Mastodon loses 30% of its active users after Twitter fears die down
Mastodon swept up a bunch of Twitter's users last year, but they're not sticking around
➡️ The Shortcut Skinny: Mastodon extinction?
🐘 Mastodon is having trouble keeping users
🐤 Many disgruntled Twitter users jumped to Mastodon last year
📉 But new data shows they’re not sticking around on the platform
😕 Possibly because it’s too confusing to use
Following Elon Musk’s takeover of Twitter, and the various changes to verification, monetization and moderation that followed, many disgruntled users were quick to search for greener social media pastures.
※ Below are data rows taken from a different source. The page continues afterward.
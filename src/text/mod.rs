//! Text form of schema messages (a line-oriented protobuf text subset).

pub mod parse;
pub mod render;

pub use parse::parse_text;
pub use render::render_text;
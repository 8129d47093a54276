use bulk_inference_spec::config::{self, Format};
use bulk_inference_spec::text::render_text;
use bulk_inference_spec::{DataSpec, ModelSpec, Result, SignatureSelection, SpecMessage};
use clap::{Parser, Subcommand, ValueEnum};
use std::path::{Path, PathBuf};
use tracing_subscriber::EnvFilter;

#[derive(Parser)]
#[command(name = "bulk-inference-spec", version)]
#[command(about = "Convert and inspect bulk-inference ModelSpec/DataSpec files", long_about = None)]
struct Cli {
    /// Log filter, used when RUST_LOG is unset
    #[arg(long, global = true, default_value = "warn")]
    log: String,

    #[command(subcommand)]
    cmd: Commands,
}

#[derive(Clone, Copy, ValueEnum)]
enum Kind {
    Model,
    Data,
}

#[derive(Subcommand)]
enum Commands {
    /// Re-encode a message file in another format.
    Convert {
        #[arg(long, value_enum)]
        kind: Kind,

        #[arg(short = 'i', long)]
        input: PathBuf,

        #[arg(short = 'o', long)]
        output: PathBuf,

        /// Input format (inferred from the extension if omitted)
        #[arg(long, value_enum)]
        from: Option<Format>,

        /// Output format (inferred from the extension if omitted)
        #[arg(long, value_enum)]
        to: Option<Format>,
    },
    /// Print a message in text form with a summary of what it selects.
    Show {
        #[arg(long, value_enum)]
        kind: Kind,

        #[arg(short = 'i', long)]
        input: PathBuf,

        #[arg(long, value_enum)]
        from: Option<Format>,
    },
}

fn main() -> Result<()> {
    let cli = Cli::parse();

    let filter = EnvFilter::try_from_default_env().unwrap_or_else(|_| EnvFilter::new(&cli.log));
    tracing_subscriber::fmt()
        .with_env_filter(filter)
        .with_writer(std::io::stderr)
        .init();

    match cli.cmd {
        Commands::Convert {
            kind,
            input,
            output,
            from,
            to,
        } => {
            match kind {
                Kind::Model => convert::<ModelSpec>(&input, from, &output, to)?,
                Kind::Data => convert::<DataSpec>(&input, from, &output, to)?,
            }
            println!("Wrote {}", output.display());
        }
        Commands::Show { kind, input, from } => {
            let report = match kind {
                Kind::Model => {
                    let spec: ModelSpec = config::read_message(&input, from)?;
                    show(&spec, describe_model(&spec))
                }
                Kind::Data => {
                    let spec: DataSpec = config::read_message(&input, from)?;
                    show(&spec, describe_data(&spec))
                }
            };
            print!("{}", report);
        }
    }

    Ok(())
}

fn convert<M: SpecMessage>(
    input: &Path,
    from: Option<Format>,
    output: &Path,
    to: Option<Format>,
) -> Result<()> {
    let message: M = config::read_message(input, from)?;
    config::write_message(&message, output, to)
}

fn show<M: SpecMessage>(message: &M, summary: String) -> String {
    let body = render_text(message);
    let body = if body.is_empty() {
        "# (all fields empty)\n".to_string()
    } else {
        body
    };
    format!("{}---\n{}\n", body, summary)
}

fn describe_model(spec: &ModelSpec) -> String {
    let heads = match spec.signature_selection() {
        SignatureSelection::Default => format!(
            "single-head (default signature {:?})",
            spec.effective_signature_names()[0]
        ),
        SignatureSelection::Single(name) => format!("single-head ({:?})", name),
        SignatureSelection::Multi(names) => format!("multi-head {:?}", names),
    };
    format!("heads: {}\ntags: {:?}", heads, spec.effective_tags())
}

fn describe_data(spec: &DataSpec) -> String {
    if spec.processes_all_splits() {
        "splits: all".to_string()
    } else {
        format!("splits: {:?}", spec.example_splits())
    }
}

#[cfg(test)]
mod tests {
    use super::*;
    use pretty_assertions::assert_eq;
    use tempfile::TempDir;

    #[test]
    fn default_head_summary() {
        assert_eq!(
            describe_model(&ModelSpec::default()),
            "heads: single-head (default signature \"serving_default\")\ntags: [\"serve\"]"
        );
    }

    #[test]
    fn single_head_summary() {
        let spec = ModelSpec::new(["predict"], ["gpu"]);
        assert_eq!(
            describe_model(&spec),
            "heads: single-head (\"predict\")\ntags: [\"gpu\"]"
        );
    }

    #[test]
    fn multi_head_summary() {
        let spec = ModelSpec::new(["serving_default", "classify"], Vec::<String>::new());
        assert_eq!(
            describe_model(&spec),
            "heads: multi-head [\"classify\", \"serving_default\"]\ntags: [\"serve\"]"
        );
    }

    #[test]
    fn split_summaries() {
        assert_eq!(describe_data(&DataSpec::default()), "splits: all");
        assert_eq!(
            describe_data(&DataSpec::new(["eval", "holdout"])),
            "splits: [\"eval\", \"holdout\"]"
        );
    }

    #[test]
    fn show_marks_empty_message() {
        let spec = DataSpec::default();
        assert_eq!(
            show(&spec, describe_data(&spec)),
            "# (all fields empty)\n---\nsplits: all\n"
        );
    }

    #[test]
    fn show_prints_text_then_summary() {
        let spec = DataSpec::new(["eval"]);
        assert_eq!(
            show(&spec, describe_data(&spec)),
            "example_splits: \"eval\"\n---\nsplits: [\"eval\"]\n"
        );
    }

    #[test]
    fn convert_json_to_binary() {
        let dir = TempDir::new().unwrap();
        let input = dir.path().join("data.json");
        let output = dir.path().join("data.pb");
        std::fs::write(&input, r#"{"example_splits": ["eval"]}"#).unwrap();

        convert::<DataSpec>(&input, None, &output, None).unwrap();
        assert_eq!(
            std::fs::read(&output).unwrap(),
            vec![0x12, 0x04, b'e', b'v', b'a', b'l']
        );
    }
}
Micro-blogging platform Mastodon, an open-source riff on Twitter that features a big blue elephant as its mascot instead of a small blue bird, was quickly hailed as a replacement. Many flocked to it to escape what, some thought, was Twitter’s collapse. But it doesn’t look like Mastadon has enjoyed the success it had hoped for.
As first reported by The Guardian, Mastodon’s latest batch of user data shows the number of active users on the social media platform has fallen dramatically over the last month. In early December, Mastodon reportedly attracted over 2.2 million active users. By the end of the first week of January, that figure had dropped to just over 1.7 million – a fall of 30%.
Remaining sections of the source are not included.